California fashion has always been more cowboy than couture, more blue jeans than Beau Brummel. Style here filters up from the streets and beaches and out from the big screen, instead of down from the runways as it does in New York, Paris and Milan.
This is, after all, the birthplace of Levi's, the modern fashion swimsuit, the poodle skirt, pedal-pushers, the Haight Ashbury hippie look and the surf short. And for decades, movies and TV have inspired global dressing more than any single European designer--even Yves Saint Laurent.
The allure of Hollywood has sent women running to buy sexy sarongs like Dorothy Lamour's and man-tailored pants like Katharine Hepburn's, just as it has sent men to stores for white T-shirts and leather motorcycle jackets like Marlon Brando's.

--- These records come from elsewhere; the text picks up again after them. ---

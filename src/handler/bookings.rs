//! Booking submissions
//!
//! `POST /bookings` stores the caller's payload verbatim under
//! `leads/<year>/<MM>/<id>.json`; `GET /bookings` only describes the endpoint.

use chrono::{DateTime, Utc};
use http_body_util::Full;
use hyper::body::{Body, Bytes};
use hyper::{Request, Response, StatusCode};
use serde_json::{json, Value};
use std::path::PathBuf;

use super::{read_body, storage_error_response, BoxError};
use crate::config::AppState;
use crate::http;
use crate::storage::{StorageError, SubmissionLayout, SubmissionRecord, BOOKING_REQUIRED_FIELDS};

pub async fn submit<B>(req: Request<B>, state: &AppState) -> Response<Full<Bytes>>
where
    B: Body<Data = Bytes> + Send,
    B::Error: Into<BoxError>,
{
    let body = match read_body(req.into_body(), state.config.http.max_body_size).await {
        Ok(body) => body,
        Err(resp) => return resp,
    };

    match store_booking(&body, state, Utc::now()).await {
        Ok((booking_id, path)) => {
            let file_path = state.display_path(&path);
            tracing::info!(booking_id = %booking_id, file = %file_path, "booking saved");
            http::json_response(
                StatusCode::CREATED,
                &json!({
                    "success": true,
                    "bookingId": booking_id,
                    "message": "Booking received successfully",
                    "filePath": file_path,
                }),
            )
        }
        Err(e) => storage_error_response(&e, "Failed to process booking"),
    }
}

/// Validate and persist; returns the identifier exactly as the caller sent it
async fn store_booking(
    body: &[u8],
    state: &AppState,
    received_at: DateTime<Utc>,
) -> Result<(Value, PathBuf), StorageError> {
    let mut record = SubmissionRecord::from_slice(body)?;
    record.require(BOOKING_REQUIRED_FIELDS)?;
    record.stamp(received_at);

    let path = state
        .leads
        .persist(&record, SubmissionLayout::Partitioned, received_at)
        .await?;
    let booking_id = record.get("id").cloned().unwrap_or(Value::Null);
    Ok((booking_id, path))
}

pub fn info() -> Response<Full<Bytes>> {
    http::json_response(
        StatusCode::OK,
        &json!({ "message": "Bookings API endpoint. Use POST to submit new bookings." }),
    )
}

"More people dress in styles rooted in California than styles born almost anywhere else," writes Marian Hall in her gem of a book, "California Fashion," due from Harry Abrams in June.
The fashion industry in California has succeeded not in spite of its outsider status, but because of it. In the 1930s and 1940s, East Coast designers were still doggedly knocking-off trends from Europe. But the heavy fabrics and formal styles didn't make sense for easygoing California.
So, one of the first American designers of sportswear separates, Lou Van Roy, broke out of the mold. Working for an L.A. company called Lou Kornhandler, she showed women that a skirt and jacket purchased together could be worn together, or with other items from the wardrobe, creating the foundation for modern, mix n' match dressing in the early 1930s even, according to Hall, before New York's Claire McCardell.
The same casual lifestyle that inspired sportswear gave rise to surfwear in the 1950s. In 1959, just after the foam surfboard was developed, Duke Boyd and seamstress Doris Moore created a pair of wide-leg canvas shorts and founded Hang Ten. Lightweight nylon trunks followed, making the company millions and spawning an industry that now includes brands such as Quiksilver and Body Glove, based in Orange County.
In San Francisco in the 1960s, the rock 'n' roll generation defined itself by rejecting consumer society and dressing in ripped jeans and handcrafted, Old World clothing and accessories. The hippie aesthetic inspired Saint Laurent's peasant look, and continues to cycle through designer collections, including those in stores now.
Runway shows have come and gone in California. In 1937, L.A.-based publications California Stylist and California Apparel News began organizing "fashion fiestas" in Palm Springs, Hall writes.
Swimwear designer Fred Cole, whose daughter Anne continues his business, was innovative in getting press here, she said. "Editors and buyers came out [from the East Coast] and had a mini-vacation. They had entree to all kinds of people's houses and the movie studios. They did it up and that was the allure," she said.
After World War II, movie studios began cross-promotions with designers, providing personal appearances by stars such as Cary Grant and Rosalind Russell, who would meet and greet editors at events as elaborate as a privately chartered train trip to the Grand Canyon.
Hollywood has always been an important vehicle for California style.
Working within the studio system, costume designers Travis Banton, Edith Head and Gilbert Adrian were able to influence wardrobes worldwide with their designs. In the 1940s, when Adrian created the broad-shouldered jacket for Joan Crawford to draw attention away from her thick waist and wide hips, the shape swept the nation. His bias-cut gowns for Jean Harlow were also copied at all price points, writes Hall, a former fashion model, apparel manufacturer and curator of L.A.'s Fashion Institute of Design and Merchandising.
The golden age of California design was the late 1950s, when masters such as James Galanos, Don Loper, William Travilla, Michael Novarese and Rudi Gernreich offered an avant-garde alternative to Adrian's sharp silhouette and to sportswear.
Galanos' artfully draped gowns were on par with French couture. He designed both of Nancy Reagan's inaugural gowns.
Gernreich was a futurist. He embraced California's independent, frontier spirit, designing unstructured bathing suits that liberated women's bodies, including the famed topless suit.
Today, California style is both democratic and elitist, Hall writes. This is the place that supplies the world with the clothes people actually wear. At the same time, it is home to the red carpet, the most famous fashion runway anywhere.